Show that for two matrices $A,B\in \mathbb{R}^{m\times n}$ we have $\langle A,B\rangle\leq n\|A\|_2\|B\|_2$.
I was hinted to use the SVD decomposition of $A$. I have $\|A\|_2 := \sup_{\|x\|=1}\|Ax\|_2$ and $\langle A, B \rangle := tr(AB^T) = tr(U\Sigma V^T B^T)$ but I don't know how to continue.
Let $r= \min(m,n)$, and $\|M\|_F =\sqrt{tr (MM^\top)}$ denote the Frobenius norm of $M\in\Bbb R^{m\times n}$. Then it holds $$\langle A,B \rangle \leq \|A\|_F \|B\|_F \leq \sqrt{r}\|A\|_2\,\sqrt{r}\|B\|_2=r\|A\|_2\|B\|_2,$$ where the first inequality follows from Cauchy-Schwartz. The second inequality follows from the equivalence between $\|.\|_2$ and $\|\cdot \|_F$.

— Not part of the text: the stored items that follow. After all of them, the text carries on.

//! Error taxonomy for the visibility core
//!
//! Not-found and authorization failures are typed so callers can
//! distinguish "no such category" from infrastructure failure and report
//! per-id outcomes in batch mutations. The visibility predicate itself
//! never errors - it is total over its inputs.

use crate::principal::Role;
use thiserror::Error;

/// Error types for catalog, aggregator and mutation operations
#[derive(Debug, Clone, PartialEq, Eq, Error)]
pub enum LatticeError {
    /// Category id does not exist
    #[error("category not found: {0}")]
    CategoryNotFound(String),

    /// Content item id does not exist
    #[error("content item not found: {0}")]
    ItemNotFound(String),

    /// Principal lacks the role required for the operation
    #[error("{action} requires {required}, principal has {actual}")]
    Forbidden {
        action: &'static str,
        required: Role,
        actual: Role,
    },

    /// A result set contained an item the visibility predicate rejects.
    /// Raised by the test-time guard, never by the read paths themselves.
    #[error("policy violation in {op}: item {item_id} is not visible to {role}")]
    PolicyViolation {
        op: String,
        item_id: String,
        role: Role,
    },

    /// Storage layer failure
    #[error("storage failure: {0}")]
    Storage(String),
}

/// Crate-local result alias
pub type Result<T> = std::result::Result<T, LatticeError>;

#[cfg(test)]
mod tests {
    use super::*;

    #[test]
    fn test_error_messages() {
        let err = LatticeError::CategoryNotFound("archive".into());
        assert_eq!(err.to_string(), "category not found: archive");

        let err = LatticeError::Forbidden {
            action: "toggle_visibility",
            required: Role::Admin,
            actual: Role::Member,
        };
        assert!(err.to_string().contains("requires admin"));
        assert!(err.to_string().contains("has member"));
    }
}
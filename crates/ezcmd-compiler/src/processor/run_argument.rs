//! Run-argument splitting
//!
//! A string whose first nested token is the `run` property keyword carries
//! its arguments in the same text. The string is re-lexed and split into the
//! property marker followed by the argument string.

use super::ParameterProcessor;
use crate::error::Result;
use crate::lexer::Relex;
use ezcmd_core::types::StringPropertyType;
use ezcmd_core::Parameter;
use std::sync::Arc;
use tracing::debug;

pub struct RunArgumentProcessor {
    relexer: Arc<dyn Relex>,
}

impl RunArgumentProcessor {
    pub fn new(relexer: Arc<dyn Relex>) -> Self {
        Self { relexer }
    }
}

impl ParameterProcessor for RunArgumentProcessor {
    fn name(&self) -> &'static str {
        "RunArgumentProcessor"
    }

    fn should_process(&self, parameter: &Parameter) -> bool {
        matches!(parameter, Parameter::String(_))
    }

    fn convert_next(&self, parameters: &mut Vec<Parameter>, index: usize) -> Result<usize> {
        let text = match &parameters[index] {
            Parameter::String(token)
                if matches!(
                    token.sub_tokens.first(),
                    Some(Parameter::StringProperty(StringPropertyType::Run))
                ) =>
            {
                token.value.clone()
            }
            _ => return Ok(index + 1),
        };

        debug!("Found run keyword at index {}", index);
        let arguments = self
            .relexer
            .relex(&text)
            .into_iter()
            .skip(1)
            .collect::<Vec<_>>()
            .join(" ");
        debug!("Arguments: ({})", arguments);

        parameters.splice(
            index..index + 1,
            [
                Parameter::StringProperty(StringPropertyType::Run),
                Parameter::string(arguments),
            ],
        );
        Ok(index + 2)
    }
}
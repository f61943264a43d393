//! Selector folding
//!
//! Merges a contiguous run of `Group`, `String`, `BlockType` and `Index`
//! parameters into one `Selector`.

use super::ParameterProcessor;
use crate::error::{CompileError, Result};
use ezcmd_core::ast::StringToken;
use ezcmd_core::{Parameter, Selector};
use tracing::debug;

/// Folds selector runs into `Parameter::Selector`
#[derive(Debug, Default)]
pub struct SelectorProcessor;

impl SelectorProcessor {
    pub fn new() -> Self {
        Self
    }
}

/// Fold the selector run at the start of `run`.
///
/// Returns how many parameters the run spans and the selector, or `None`
/// when the run is not a selector at all (no block type, explicit or
/// nested in the identifier). Within the run the first string and the first
/// block type win; every index overrides the previous one. `position` is
/// only used for error reporting.
pub fn fold_selector(run: &[Parameter], position: usize) -> Result<(usize, Option<Selector>)> {
    let mut is_group = false;
    let mut identifier: Option<&StringToken> = None;
    let mut block_type = None;
    let mut index = None;
    let mut count = 0;

    for param in run {
        match param {
            Parameter::Group => is_group = true,
            Parameter::String(token) if identifier.is_none() => identifier = Some(token),
            Parameter::BlockType(b) if block_type.is_none() => block_type = Some(*b),
            Parameter::Index(i) => index = Some(*i),
            _ => break,
        }
        count += 1;
    }

    let identifier = identifier.ok_or(CompileError::MissingSelectorIdentifier { position })?;

    let block_type = match block_type {
        Some(b) => b,
        None => {
            // Most recent type keyword inside the identifier wins
            let nested = identifier.sub_tokens.iter().rev().find_map(|t| match t {
                Parameter::BlockType(b) => Some(*b),
                _ => None,
            });
            let Some(nested) = nested else {
                return Ok((count, None));
            };
            if identifier.sub_tokens.iter().any(|t| matches!(t, Parameter::Group)) {
                is_group = true;
            }
            nested
        }
    };

    Ok((
        count,
        Some(Selector {
            block_type,
            is_group,
            name: identifier.value.clone(),
            index,
        }),
    ))
}

impl ParameterProcessor for SelectorProcessor {
    fn name(&self) -> &'static str {
        "SelectorProcessor"
    }

    fn should_process(&self, parameter: &Parameter) -> bool {
        matches!(
            parameter,
            Parameter::Group | Parameter::String(_) | Parameter::BlockType(_) | Parameter::Index(_)
        )
    }

    fn convert_next(&self, parameters: &mut Vec<Parameter>, index: usize) -> Result<usize> {
        let (count, selector) = fold_selector(&parameters[index..], index)?;

        if let Some(selector) = selector {
            debug!("Converted String at index {} to Selector '{}'", index, selector.name);
            parameters.splice(index..index + count, std::iter::once(Parameter::Selector(selector)));
        }

        Ok(index + 1)
    }
}
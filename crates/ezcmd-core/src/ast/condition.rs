//! Condition trees
//!
//! Conditions are built bottom-up by the compiler's condition pass and are
//! immutable afterwards. Block conditions test one property of a device;
//! an aggregate applies a block condition across every device a selector
//! matches.

use crate::handler::EntityProvider;
use crate::types::{
    AggregationMode, BlockType, BooleanPropertyType, ComparisonType, NumericPropertyType,
    StringPropertyType,
};
use serde::{Deserialize, Serialize};
use std::fmt;

/// A resolved boolean condition
#[derive(Debug, Clone, PartialEq, Serialize, Deserialize)]
pub enum Condition {
    /// Compare a boolean property of a device
    BooleanBlock {
        /// Block type whose handler reads the property
        block_type: BlockType,
        property: BooleanPropertyType,
        comparator: ComparisonType,
        value: bool,
    },

    /// Compare a string property of a device
    StringBlock {
        block_type: BlockType,
        property: StringPropertyType,
        comparator: ComparisonType,
        value: String,
    },

    /// Compare a numeric property of a device
    NumericBlock {
        block_type: BlockType,
        property: NumericPropertyType,
        comparator: ComparisonType,
        value: f32,
    },

    /// Evaluate a block condition over a set of devices
    Aggregate {
        mode: AggregationMode,
        condition: Box<Condition>,
        provider: EntityProvider,
    },

    Not(Box<Condition>),

    And(Box<Condition>, Box<Condition>),

    Or(Box<Condition>, Box<Condition>),
}

impl Condition {
    /// Negate a condition
    pub fn not(condition: Condition) -> Self {
        Condition::Not(Box::new(condition))
    }

    /// Conjunction of two conditions
    pub fn and(left: Condition, right: Condition) -> Self {
        Condition::And(Box::new(left), Box::new(right))
    }

    /// Disjunction of two conditions
    pub fn or(left: Condition, right: Condition) -> Self {
        Condition::Or(Box::new(left), Box::new(right))
    }

    /// Wrap a block condition in an aggregate
    pub fn aggregate(mode: AggregationMode, condition: Condition, provider: EntityProvider) -> Self {
        Condition::Aggregate {
            mode,
            condition: Box::new(condition),
            provider,
        }
    }
}

impl fmt::Display for Condition {
    fn fmt(&self, f: &mut fmt::Formatter<'_>) -> fmt::Result {
        match self {
            Condition::BooleanBlock {
                property,
                comparator,
                value,
                ..
            } => write!(f, "{:?} {:?} {}", property, comparator, value),
            Condition::StringBlock {
                property,
                comparator,
                value,
                ..
            } => write!(f, "{:?} {:?} \"{}\"", property, comparator, value),
            Condition::NumericBlock {
                property,
                comparator,
                value,
                ..
            } => write!(f, "{:?} {:?} {}", property, comparator, value),
            Condition::Aggregate {
                mode,
                condition,
                provider,
            } => write!(f, "{:?} {} [{}]", mode, provider, condition),
            Condition::Not(inner) => write!(f, "NOT {}", inner),
            Condition::And(left, right) => write!(f, "({} AND {})", left, right),
            Condition::Or(left, right) => write!(f, "({} OR {})", left, right),
        }
    }
}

Proof of $\|M\|_F \leq \sqrt{r}\|M\|_2$:
Let $M\in\Bbb R^{m\times n}$ and $U,\Sigma, V$ an SVD of $M$, then we have $$\|M\|_F =\sqrt{tr (U\Sigma\Sigma^\top U^T)}=\sqrt{tr (\Sigma\Sigma^\top U^TU)}=\sqrt{\sum_{i} \Sigma_{ii}^2}\\\leq \sqrt{r\max_i\Sigma_{ii}^2}=\sqrt{r}\|M\|_2.$$